Data preparation

The following provides a reference guide to the data preparation steps.

It includes two python modules; data checks and transformations.

It is useful to separate these concerns, as once you have confidence in the schema, data typing, and consistency of data, you can confidently prepare feature engineering.

In addition, having feature engineering separate from the modeling step enhances the ability to create config generated model experimentation.

While there is some boilerplate code to help with logging and command line interface, functions created here are usually completely bespoke to the needs of the data analysis. The examples show the types of information to check, and required columns for config.

ndj_pipeline.data_checks

Schemas and assertions for raw data inputs.

Schema checks are useful to standardize certain information in raw data including:

  • Clean column names (lowercase, underscore)

  • Ensure an understanding of primary keys of data (uniqueness)

  • Set data types of columns, i.e. boolean->int, datetime, string, nullable integer

  • Pandera schema checks to attempt to lock some checks about a datafile. This helps to quickly assess if a file has changed, or a similar file is same or different.
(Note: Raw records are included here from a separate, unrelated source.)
#[cfg(test)]
mod tests {
    use super::*;
    use crate::store::storage::{FileStorage, MemoryStorage};
    use serde_json::json;

    fn store() -> (DocumentStore, MemoryStorage) {
        let storage = MemoryStorage::new();
        (DocumentStore::load(Box::new(storage.clone())), storage)
    }

    fn section(id: &str, order: i64) -> Section {
        Section {
            order,
            ..registry::new_section(SectionType::Summary, Some(id.to_string()), None)
        }
    }

    struct FailingStorage;

    impl KeyValueStorage for FailingStorage {
        fn get(&self, _key: &str) -> Result<Option<String>, StorageError> {
            Err(std::io::Error::other("disk gone").into())
        }
        fn set(&self, _key: &str, _value: &str) -> Result<(), StorageError> {
            Err(std::io::Error::other("disk gone").into())
        }
    }

    #[test]
    fn test_create_has_default_sections() {
        let (mut store, _) = store();
        let doc = store.create();
        let types: Vec<&str> = doc.sections.iter().map(|s| s.section_type.as_str()).collect();
        assert_eq!(types, vec!["contact", "summary", "experience", "education", "skills"]);
        let orders: Vec<i64> = doc.sections.iter().map(|s| s.order).collect();
        assert_eq!(orders, vec![0, 1, 2, 3, 4]);
        assert!(doc.sections.iter().all(|s| s.visible));
        assert_eq!(doc.sections[0].id, "contact");
        assert_eq!(doc.sections[0].title, "Contact Information");
        assert_eq!(doc.title, "Untitled Resume");
        assert_eq!(doc.created_at, doc.updated_at);
        assert_eq!(store.get_current().unwrap().id, doc.id);
    }

    #[test]
    fn test_update_stamps_and_keeps_created_at() {
        let (mut store, _) = store();
        let doc = store.create();
        let mut edited = (*doc).clone();
        edited.title = "Backend Engineer".to_string();
        edited.created_at = Utc::now() + Duration::days(10);
        assert!(store.update(edited));

        let current = store.get_current().unwrap();
        assert_eq!(current.title, "Backend Engineer");
        assert_eq!(current.created_at, doc.created_at);
        assert!(current.updated_at > doc.updated_at);
        assert!(!Arc::ptr_eq(&current, &doc));
    }

    #[test]
    fn test_update_unknown_id_leaves_collection_unchanged() {
        let (mut store, storage) = store();
        let doc = store.create();
        let before: Vec<Arc<Document>> = store.list().to_vec();
        let persisted = storage.get(STORAGE_KEY).unwrap();

        let stranger = Document {
            id: Uuid::new_v4(),
            ..(*doc).clone()
        };
        assert!(!store.update(stranger));

        assert_eq!(store.list().len(), before.len());
        assert!(store.list().iter().zip(&before).all(|(a, b)| Arc::ptr_eq(a, b)));
        assert_eq!(storage.get(STORAGE_KEY).unwrap(), persisted);
    }

    #[test]
    fn test_update_rejects_duplicate_section_ids() {
        let (mut store, _) = store();
        let doc = store.create();
        let mut edited = (*doc).clone();
        edited.sections[1].id = "contact".to_string();
        assert!(!store.update(edited));
        assert!(Arc::ptr_eq(&store.get(doc.id).unwrap(), &doc));
    }

    #[test]
    fn test_remove_clears_current() {
        let (mut store, _) = store();
        let first = store.create();
        let second = store.create();
        assert!(store.remove(first.id));
        assert_eq!(store.get_current().unwrap().id, second.id);
        assert!(store.remove(second.id));
        assert!(store.get_current().is_none());
        assert!(store.list().is_empty());
        assert!(!store.remove(second.id));
    }

    #[test]
    fn test_duplicate_copies_sections_with_new_identity() {
        let (mut store, _) = store();
        let original = store.create();
        assert!(store.update_section_data("summary", json!({ "content": "Ships things." })));
        let original = store.get(original.id).unwrap();

        let copy = store.duplicate(original.id).unwrap();
        assert_ne!(copy.id, original.id);
        assert_eq!(copy.sections, original.sections);
        assert_eq!(copy.title, "Untitled Resume (Copy)");
        assert!(copy.created_at > original.created_at);
        assert!(copy.updated_at > original.updated_at);
        // current is unchanged
        assert_eq!(store.get_current().unwrap().id, original.id);
        assert_eq!(store.list().len(), 2);
        assert!(store.duplicate(Uuid::new_v4()).is_none());
    }

    #[test]
    fn test_section_mutations_without_current_are_noops() {
        let (mut store, _) = store();
        assert!(!store.update_section_data("summary", json!({})));
        assert!(!store.reorder_sections(vec![]));
        assert!(!store.move_section(0, 1));
        assert!(!store.toggle_section_visibility("summary"));
        assert!(store.add_section(SectionType::Projects, None).is_none());
        assert!(!store.remove_section("summary"));
    }

    #[test]
    fn test_update_section_data_unknown_section_is_noop() {
        let (mut store, _) = store();
        let doc = store.create();
        assert!(!store.update_section_data("nope", json!({ "content": "x" })));
        assert!(Arc::ptr_eq(&store.get_current().unwrap(), &doc));
    }

    #[test]
    fn test_reorder_renumbers_sparse_orders() {
        let (mut store, _) = store();
        store.create();
        let mut sections = vec![section("a", 0), section("b", 2), section("c", 2), section("d", 5)];
        let last = sections.pop().unwrap();
        sections.insert(0, last);
        assert!(store.reorder_sections(sections));

        let current = store.get_current().unwrap();
        let ids: Vec<&str> = current.sections.iter().map(|s| s.id.as_str()).collect();
        let orders: Vec<i64> = current.sections.iter().map(|s| s.order).collect();
        assert_eq!(ids, vec!["d", "a", "b", "c"]);
        assert_eq!(orders, vec![0, 1, 2, 3]);
    }

    #[test]
    fn test_move_toggle_add_remove_sections() {
        let (mut store, _) = store();
        store.create();

        assert!(store.move_section(4, 0));
        let ids: Vec<String> = store.get_current().unwrap().sections.iter().map(|s| s.id.clone()).collect();
        assert_eq!(ids, vec!["skills", "contact", "summary", "experience", "education"]);
        assert!(!store.move_section(0, 9));

        assert!(store.toggle_section_visibility("summary"));
        let current = store.get_current().unwrap();
        assert!(!current.section("summary").unwrap().visible);
        assert_eq!(current.section("summary").unwrap().order, 2);

        let added = store.add_section(SectionType::Projects, Some("Side Projects".to_string())).unwrap();
        assert_eq!(added.order, 5);
        assert_eq!(added.title, "Side Projects");
        assert_eq!(added.data, json!({ "items": [] }));

        assert!(store.remove_section(&added.id));
        assert!(store.get_current().unwrap().section(&added.id).is_none());
        assert!(!store.remove_section(&added.id));
    }

    #[test]
    fn test_set_current() {
        let (mut store, _) = store();
        let first = store.create();
        store.create();
        assert!(store.set_current(Some(first.id)));
        assert_eq!(store.get_current().unwrap().id, first.id);
        assert!(!store.set_current(Some(Uuid::new_v4())));
        assert_eq!(store.get_current().unwrap().id, first.id);
        assert!(store.set_current(None));
        assert!(store.get_current().is_none());
    }

    #[test]
    fn test_persistence_round_trip() {
        let dir = tempfile::tempdir().unwrap();
        let mut store = DocumentStore::load(Box::new(FileStorage::new(dir.path()).unwrap()));
        store.create();
        store.create();
        store.update_section_data("contact", json!({ "fullName": "Ada Lovelace" }));
        let first_id = store.list()[0].id;
        let copy = store.duplicate(first_id).unwrap();
        let before: Vec<Document> = store.list().iter().map(|d| (**d).clone()).collect();

        let reloaded = DocumentStore::load(Box::new(FileStorage::new(dir.path()).unwrap()));
        let after: Vec<Document> = reloaded.list().iter().map(|d| (**d).clone()).collect();
        assert_eq!(after, before);
        assert!(reloaded.get(copy.id).is_some());
        assert!(reloaded.get_current().is_none());
    }

    #[test]
    fn test_reload_keeps_timestamps_increasing() {
        let storage = MemoryStorage::new();
        let mut store = DocumentStore::load(Box::new(storage.clone()));
        let doc = store.create();
        let mut edited = (*doc).clone();
        edited.updated_at = Utc::now() + Duration::days(1);
        // a stored stamp in the future still bounds the next one
        storage
            .set(STORAGE_KEY, &serde_json::to_string(&vec![edited.clone()]).unwrap())
            .unwrap();
        let mut reloaded = DocumentStore::load(Box::new(storage));
        let copy = reloaded.duplicate(doc.id).unwrap();
        assert!(copy.created_at > edited.updated_at);
    }

    #[test]
    fn test_corrupted_storage_loads_empty() {
        for raw in ["{not json", "{\"id\": 1}", "[{\"title\": \"no id\"}]"] {
            let storage = MemoryStorage::new();
            storage.set(STORAGE_KEY, raw).unwrap();
            let store = DocumentStore::load(Box::new(storage));
            assert!(store.list().is_empty(), "raw: {raw}");
        }
    }

    #[test]
    fn test_load_drops_repeated_document_and_section_ids() {
        let storage = MemoryStorage::new();
        let mut store = DocumentStore::load(Box::new(storage.clone()));
        let doc = store.create();
        let mut twin = (*doc).clone();
        twin.title = "Shadow".to_string();
        let mut repeated = (*doc).clone();
        repeated.id = Uuid::new_v4();
        let mut shadow_contact = repeated.sections[0].clone();
        shadow_contact.title = "Shadow Contact".to_string();
        repeated.sections.push(shadow_contact);
        storage
            .set(
                STORAGE_KEY,
                &serde_json::to_string(&vec![(*doc).clone(), twin, repeated.clone()]).unwrap(),
            )
            .unwrap();

        let mut reloaded = DocumentStore::load(Box::new(storage));
        assert_eq!(reloaded.list().len(), 2);
        assert_eq!(reloaded.get(doc.id).unwrap().title, "Untitled Resume");
        let kept = reloaded.get(repeated.id).unwrap();
        assert!(kept.has_unique_section_ids());
        assert_eq!(kept.sections.len(), 5);
        assert_eq!(kept.section("contact").unwrap().title, "Contact Information");

        // removal by id now takes the only copy
        assert!(reloaded.remove(doc.id));
        assert!(reloaded.get(doc.id).is_none());
    }

    #[test]
    fn test_add_section_after_max_order() {
        let (mut store, _) = store();
        let doc = store.create();
        let mut edited = (*doc).clone();
        edited.sections[4].order = i64::MAX;
        assert!(store.update(edited));

        let added = store.add_section(SectionType::Projects, None).unwrap();
        assert_eq!(added.order, i64::MAX);
        let current = store.get_current().unwrap();
        let last = ordering::sorted_by_order(&current.sections).last().map(|s| s.id.clone());
        assert_eq!(last, Some(added.id));
    }

    #[test]
    fn test_storage_failures_do_not_escape() {
        let mut store = DocumentStore::load(Box::new(FailingStorage));
        assert!(store.list().is_empty());
        let doc = store.create();
        assert!(store.toggle_section_visibility("skills"));
        assert!(store.remove(doc.id));
    }
}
Some examples:

    • Contains exact list of columns (no more no less)

    • Nullable column

    • Data type correct

    • Data range checks (must not be 0 or less, must contain only these values)

Schemas can often be re-applied to similar data files, i.e. tabs of an excel, or train/test data.

ndj_pipeline.data_checks.check_titanic()

Data schema and typing validations.

Return type

DataFrame

Returns

Loaded pandas dataframe with typing and schema checks.

ndj_pipeline.transform

Data transformations (ETL) from raw (checked) files into single, feature rich dataframe.

Can be run from command line, or as imported functions in other python scripts and jupyter notebooks.

ndj_pipeline.transform.create_titanic_features(df)

Feature engineering, including _filter and split columns.

Fully custom pandas code for titanic data feature engineering.

Parameters

df (DataFrame) – Pre-validated and checked Pandas DataFrame.

Return type

None

ndj_pipeline.transform.main()

Run transformations from command line using…

python -m ndj_pipeline.transform

Return type

None

ndj_pipeline.transform.run()

Perform all data transformation steps.

Return type

None